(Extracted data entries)
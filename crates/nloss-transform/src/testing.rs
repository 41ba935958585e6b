use nloss_core::Sample;

pub fn real(values: &[f64]) -> Vec<Sample> {
    values.iter().map(|&v| Sample::new(v, 0.0)).collect()
}

pub fn assert_close(actual: &[Sample], expected: &[Sample], tol: f64) {
    assert_eq!(actual.len(), expected.len(), "length mismatch");
    for (i, (a, e)) in actual.iter().zip(expected).enumerate() {
        let scale = e.norm().max(1.0);
        assert!(
            (a - e).norm() <= tol * scale,
            "index {}: got {}, expected {}",
            i,
            a,
            e
        );
    }
}

/// Deterministic pseudo-random real sequence
pub fn ramp(len: usize) -> Vec<Sample> {
    (0..len)
        .map(|i| Sample::new(((i * 37 + 11) % 256) as f64, 0.0))
        .collect()
}
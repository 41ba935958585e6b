//! Error types for nLoss operations

use thiserror::Error;

/// Result type for nLoss operations
pub type NlossResult<T> = Result<T, NlossError>;

/// Errors that can occur while loading, transforming or saving images
#[derive(Error, Debug)]
pub enum NlossError {
    /// Bad signature, truncated header or truncated pixel data
    #[error("Malformed input: {0}")]
    MalformedInput(String),

    /// Well-formed input using a bit depth or compression we do not handle
    #[error("Unsupported format: {0}")]
    UnsupportedFormat(String),

    #[error("Invalid parameter: {0}")]
    InvalidParameter(String),

    #[error("No image loaded")]
    NoBufferLoaded,

    #[error("I/O error: {0}")]
    IoError(#[from] std::io::Error),
}

impl NlossError {
    pub fn invalid_parameter(msg: impl Into<String>) -> Self {
        NlossError::InvalidParameter(msg.into())
    }
}
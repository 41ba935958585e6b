//! Slot statistics report

use std::fmt;

use nloss_bmp::BmpLayout;
use nloss_core::consts::CHANNELS;
use nloss_core::{Dimensions, ImageData};

/// Summary of a slot's contents
#[derive(Debug, Clone, PartialEq)]
pub enum ImageInfo {
    Empty,
    Loaded {
        dimensions: Dimensions,
        /// Per-channel mean of the real parts, truncated toward zero
        average: [i64; CHANNELS],
        /// Layout the image would have if saved now
        layout: BmpLayout,
    },
}

impl ImageInfo {
    pub fn from_image(image: &ImageData) -> Self {
        let Ok(pixels) = image.pixels() else {
            return ImageInfo::Empty;
        };
        let dimensions = image.dimensions();

        let mut totals = [0.0f64; CHANNELS];
        for pixel in pixels {
            for (total, sample) in totals.iter_mut().zip(pixel) {
                *total += sample.re;
            }
        }
        let count = pixels.len().max(1) as f64;
        let average = totals.map(|total| (total / count).trunc() as i64);

        ImageInfo::Loaded {
            dimensions,
            average,
            layout: BmpLayout::new(dimensions.width, dimensions.height),
        }
    }

    pub fn is_loaded(&self) -> bool {
        matches!(self, ImageInfo::Loaded { .. })
    }
}

impl fmt::Display for ImageInfo {
    fn fmt(&self, f: &mut fmt::Formatter<'_>) -> fmt::Result {
        match self {
            ImageInfo::Empty => write!(f, "No image loaded"),
            ImageInfo::Loaded {
                dimensions,
                average,
                layout,
            } => {
                writeln!(
                    f,
                    "Image loaded: {}x{} pixels",
                    dimensions.width, dimensions.height
                )?;
                writeln!(
                    f,
                    "Average RGB values: ({}, {}, {})",
                    average[0], average[1], average[2]
                )?;
                writeln!(f, "BMP format details:")?;
                writeln!(f, "  Row padding: {} bytes", layout.padding)?;
                writeln!(f, "  Row size: {} bytes", layout.row_size)?;
                writeln!(f, "  Image data size: {} bytes", layout.data_size)?;
                write!(f, "  Total file size: {} bytes", layout.file_size)
            }
        }
    }
}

_Task to complete:_
Transcribe the records above exactly, beginning at the line that contains "fn fmt(&self, f: &mut" and ending with the line that contains "average[0], average[1], average[2]", both included, and nothing else.

_Written solution:_
    fn fmt(&self, f: &mut fmt::Formatter<'_>) -> fmt::Result {
        match self {
            ImageInfo::Empty => write!(f, "No image loaded"),
            ImageInfo::Loaded {
                dimensions,
                average,
                layout,
            } => {
                writeln!(
                    f,
                    "Image loaded: {}x{} pixels",
                    dimensions.width, dimensions.height
                )?;
                writeln!(
                    f,
                    "Average RGB values: ({}, {}, {})",
                    average[0], average[1], average[2]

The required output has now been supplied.